### [Activity]
Copy out all lines bearing the word "longer" from the listing below.

** Data for review follows **

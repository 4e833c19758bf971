// Copyright (c) 2025 Dimitris Kafetzis
//
// Licensed under the MIT License.
// See LICENSE file in the project root for full license information.
//
// SPDX-License-Identifier: MIT

//! Report-slot lifecycle and interval publication.
//!
//! Each managed domain gets a report slot addressed by a generated `qid`;
//! the qid decouples the frequently written report key from the watched
//! `/local/domain` subtree. The slot's ACL grants the daemon read+write and
//! the target domain read+write on its own report only; the link key under
//! the domain's subtree is read-only for the guest.

use crate::paths;
use crate::{run_transaction, KvStore, Perm, RetryPolicy, StoreError, TxnControl};
use std::collections::{BTreeMap, HashMap};

/// Generates a fresh 128-bit qid rendered in the canonical hyphenated form.
pub fn generate_qid() -> String {
    let v: u128 = rand::random();
    format!(
        "{:08x}-{:04x}-{:04x}-{:04x}-{:012x}",
        (v >> 96) as u32,
        (v >> 80) as u16,
        (v >> 64) as u16,
        (v >> 48) as u16,
        v & 0xffff_ffff_ffff
    )
}

/// Creates (or adopts) the report slot for a freshly managed domain.
///
/// Returns the slot's qid, or `None` when the domain disappeared before
/// the slot could be committed — the caller reacts by unmanaging.
pub fn init_report_slot(
    store: &dyn KvStore,
    policy: &RetryPolicy,
    sleep: &dyn Fn(u64),
    domain_id: i64,
) -> Result<Option<String>, StoreError> {
    let link_path = paths::report_link_path(domain_id);

    run_transaction(store, policy, sleep, |s, txn| {
        if s.read(Some(txn), &paths::domain_path(domain_id))?.is_none() {
            return Ok(TxnControl::Abort(None));
        }

        // A valid pre-existing link (daemon restart) is adopted as-is.
        if let Some(link) = s.read(Some(txn), &link_path)? {
            if let Some(qid) = paths::parse_report_link(&link) {
                let qid = qid.to_string();
                s.write(Some(txn), &paths::slot_report_path(&qid), "")?;
                return Ok(TxnControl::Commit(Some(qid)));
            }
        }

        // Generate a qid not already taken by another slot.
        let qid = loop {
            let candidate = generate_qid();
            if s.read(Some(txn), &paths::slot_domid_path(&candidate))?
                .is_none()
            {
                break candidate;
            }
        };

        let report_path = paths::slot_report_path(&qid);
        s.write(Some(txn), &paths::slot_domid_path(&qid), &domain_id.to_string())?;
        s.write(Some(txn), &report_path, "")?;
        s.set_acl(Some(txn), &report_path, &[Perm::rw(0), Perm::rw(domain_id)])?;
        s.write(Some(txn), &link_path, &report_path)?;
        s.set_acl(
            Some(txn),
            &link_path,
            &[Perm::rw(0), Perm::read_only(domain_id)],
        )?;

        Ok(TxnControl::Commit(Some(qid)))
    })
}

/// Startup reconciliation of the slot subtree.
///
/// Deletes slots whose domain no longer exists and returns the surviving
/// `domain id → qid` mapping.
pub fn resync_qids(
    store: &dyn KvStore,
    policy: &RetryPolicy,
    sleep: &dyn Fn(u64),
) -> Result<BTreeMap<i64, String>, StoreError> {
    run_transaction(store, policy, sleep, |s, txn| {
        let mut map = BTreeMap::new();
        let mut changed = false;

        for qid in s.list(Some(txn), paths::DOMAIN_SLOT_ROOT)? {
            let domid_path = paths::slot_domid_path(&qid);
            let Some(value) = s.read(Some(txn), &domid_path)? else {
                continue;
            };
            let Ok(domain_id) = value.parse::<i64>() else {
                tracing::error!(%qid, %value, "invalid domid recorded for report slot");
                continue;
            };
            if domain_id < 0 {
                tracing::error!(%qid, %value, "invalid domid recorded for report slot");
                continue;
            }

            if s.read(Some(txn), &paths::domain_path(domain_id))?.is_some() {
                map.insert(domain_id, qid);
            } else {
                s.remove(Some(txn), &paths::slot_path(&qid))?;
                changed = true;
            }
        }

        if changed {
            Ok(TxnControl::Commit(map))
        } else {
            Ok(TxnControl::Abort(map))
        }
    })
}

/// Releases a dead domain's report slot.
pub fn release_qid(store: &dyn KvStore, qid: &str) -> Result<(), StoreError> {
    store.remove(None, &paths::slot_path(qid))
}

/// Drains all managed report slots in one transaction.
///
/// Only slots that actually held a report are cleared, keeping the write
/// set (and therefore the conflict window) narrow. Returns the raw blobs
/// by domain id.
pub fn drain_reports(
    store: &dyn KvStore,
    policy: &RetryPolicy,
    sleep: &dyn Fn(u64),
    slots: &[(i64, String)],
) -> Result<HashMap<i64, String>, StoreError> {
    run_transaction(store, policy, sleep, |s, txn| {
        let mut reports = HashMap::new();
        let mut changed = false;

        for (domain_id, qid) in slots {
            let report_path = paths::slot_report_path(qid);
            if let Some(raw) = s.read(Some(txn), &report_path)? {
                if !raw.is_empty() {
                    s.write(Some(txn), &report_path, "")?;
                    reports.insert(*domain_id, raw);
                    changed = true;
                }
            }
        }

        if changed {
            Ok(TxnControl::Commit(reports))
        } else {
            Ok(TxnControl::Abort(reports))
        }
    })
}

/// Publishes the sampling interval and refreshes the key's ACL to the
/// current managed set (daemon read+write, each managed domain read-only).
///
/// `write_value` is false when only the ACL needs refreshing.
pub fn write_interval(
    store: &dyn KvStore,
    policy: &RetryPolicy,
    sleep: &dyn Fn(u64),
    interval_secs: u32,
    managed: &[i64],
    write_value: bool,
) -> Result<(), StoreError> {
    run_transaction(store, policy, sleep, |s, txn| {
        if write_value || s.read(Some(txn), paths::INTERVAL_PATH)?.is_none() {
            s.write(Some(txn), paths::INTERVAL_PATH, &interval_secs.to_string())?;
        }

        let mut acl = Vec::with_capacity(managed.len() + 1);
        acl.push(Perm::rw(0));
        for &id in managed {
            acl.push(Perm::read_only(id));
        }
        s.set_acl(Some(txn), paths::INTERVAL_PATH, &acl)?;

        Ok(TxnControl::Commit(()))
    })
}

#[cfg(test)]
mod tests {
    use super::*;
    use crate::MemStore;

    fn no_sleep(_: u64) {}

    fn store_with_domain(id: i64) -> MemStore {
        let s = MemStore::new();
        s.write(None, &paths::domain_path(id), "").unwrap();
        s
    }

    #[test]
    fn test_qid_format() {
        let qid = generate_qid();
        assert_eq!(qid.len(), 36);
        assert_eq!(qid.chars().filter(|&c| c == '-').count(), 4);
        assert_ne!(generate_qid(), generate_qid());
    }

    #[test]
    fn test_init_slot_creates_structure() {
        let s = store_with_domain(5);
        let policy = RetryPolicy::default();
        let qid = init_report_slot(&s, &policy, &no_sleep, 5).unwrap().unwrap();

        assert_eq!(
            s.read(None, &paths::slot_domid_path(&qid)).unwrap().as_deref(),
            Some("5")
        );
        assert_eq!(
            s.read(None, &paths::slot_report_path(&qid)).unwrap().as_deref(),
            Some("")
        );
        assert_eq!(
            s.read(None, &paths::report_link_path(5)).unwrap().as_deref(),
            Some(paths::slot_report_path(&qid).as_str())
        );
        assert_eq!(
            s.acl_of(&paths::slot_report_path(&qid)).unwrap(),
            vec![Perm::rw(0), Perm::rw(5)]
        );
        assert_eq!(
            s.acl_of(&paths::report_link_path(5)).unwrap(),
            vec![Perm::rw(0), Perm::read_only(5)]
        );
    }

    #[test]
    fn test_init_slot_adopts_existing_link() {
        let s = store_with_domain(5);
        let policy = RetryPolicy::default();
        let qid1 = init_report_slot(&s, &policy, &no_sleep, 5).unwrap().unwrap();
        // leftover report content must be blanked on adoption
        s.write(None, &paths::slot_report_path(&qid1), "A\nstale")
            .unwrap();
        let qid2 = init_report_slot(&s, &policy, &no_sleep, 5).unwrap().unwrap();
        assert_eq!(qid1, qid2);
        assert_eq!(
            s.read(None, &paths::slot_report_path(&qid1)).unwrap().as_deref(),
            Some("")
        );
    }

    #[test]
    fn test_init_slot_dead_domain() {
        let s = MemStore::new();
        let policy = RetryPolicy::default();
        assert_eq!(init_report_slot(&s, &policy, &no_sleep, 9).unwrap(), None);
    }

    #[test]
    fn test_resync_drops_dead_slots() {
        let s = store_with_domain(1);
        let policy = RetryPolicy::default();
        let qid1 = init_report_slot(&s, &policy, &no_sleep, 1).unwrap().unwrap();

        // a slot for a domain that no longer exists
        s.write(None, &paths::slot_domid_path("dead-qid"), "7").unwrap();
        s.write(None, &paths::slot_report_path("dead-qid"), "").unwrap();

        let map = resync_qids(&s, &policy, &no_sleep).unwrap();
        assert_eq!(map.len(), 1);
        assert_eq!(map.get(&1), Some(&qid1));
        assert_eq!(s.read(None, &paths::slot_domid_path("dead-qid")).unwrap(), None);
    }

    #[test]
    fn test_drain_reports_clears_only_written_slots() {
        let s = store_with_domain(1);
        s.write(None, &paths::domain_path(2), "").unwrap();
        let policy = RetryPolicy::default();
        let q1 = init_report_slot(&s, &policy, &no_sleep, 1).unwrap().unwrap();
        let q2 = init_report_slot(&s, &policy, &no_sleep, 2).unwrap().unwrap();

        s.write(None, &paths::slot_report_path(&q1), "A\naction: report\n")
            .unwrap();

        let slots = vec![(1, q1.clone()), (2, q2.clone())];
        let reports = drain_reports(&s, &policy, &no_sleep, &slots).unwrap();
        assert_eq!(reports.len(), 1);
        assert!(reports[&1].starts_with('A'));
        assert_eq!(
            s.read(None, &paths::slot_report_path(&q1)).unwrap().as_deref(),
            Some("")
        );

        // nothing pending: second drain commits nothing
        let reports = drain_reports(&s, &policy, &no_sleep, &slots).unwrap();
        assert!(reports.is_empty());
    }

    #[test]
    fn test_write_interval_and_acl() {
        let s = MemStore::new();
        let policy = RetryPolicy::default();
        write_interval(&s, &policy, &no_sleep, 5, &[3, 8], true).unwrap();
        assert_eq!(
            s.read(None, paths::INTERVAL_PATH).unwrap().as_deref(),
            Some("5")
        );
        assert_eq!(
            s.acl_of(paths::INTERVAL_PATH).unwrap(),
            vec![Perm::rw(0), Perm::read_only(3), Perm::read_only(8)]
        );

        // ACL-only refresh keeps the value
        write_interval(&s, &policy, &no_sleep, 9, &[3], false).unwrap();
        assert_eq!(
            s.read(None, paths::INTERVAL_PATH).unwrap().as_deref(),
            Some("5")
        );
        assert_eq!(
            s.acl_of(paths::INTERVAL_PATH).unwrap(),
            vec![Perm::rw(0), Perm::read_only(3)]
        );
    }

    #[test]
    fn test_interval_roundtrip() {
        let s = MemStore::new();
        let policy = RetryPolicy::default();
        write_interval(&s, &policy, &no_sleep, 17, &[], true).unwrap();
        let read: u32 = s
            .read(None, paths::INTERVAL_PATH)
            .unwrap()
            .unwrap()
            .parse()
            .unwrap();
        assert_eq!(read, 17);
    }
}
// Copyright (c) 2025 Dimitris Kafetzis
//
// Licensed under the MIT License.
// See LICENSE file in the project root for full license information.
//
// SPDX-License-Identifier: MIT

//! Error types for the balancing engine.

use domain_registry::RegistryError;
use host_gate::HostError;
use probe_channel::StoreError;

/// Collaborator failures surfacing from a scheduling pass.
///
/// "Domain gone" never reaches here — it is absorbed as a Dead transition.
/// What remains is host or store trouble the daemon treats as fatal.
#[derive(Debug, thiserror::Error)]
pub enum EngineError {
    #[error(transparent)]
    Host(#[from] HostError),

    #[error(transparent)]
    Store(#[from] StoreError),

    /// An internal invariant was violated: a programmer error, not an
    /// operational condition. Propagates to the daemon's log-and-exit
    /// path rather than being absorbed where it was detected.
    #[error("bug: {0}")]
    Bug(String),
}

impl From<RegistryError> for EngineError {
    fn from(e: RegistryError) -> Self {
        match e {
            RegistryError::Host(e) => EngineError::Host(e),
            RegistryError::Store(e) => EngineError::Store(e),
        }
    }
}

** End of Data for review **

### [Written answer]
/// Deletes slots whose domain no longer exists and returns the surviving
        // a slot for a domain that no longer exists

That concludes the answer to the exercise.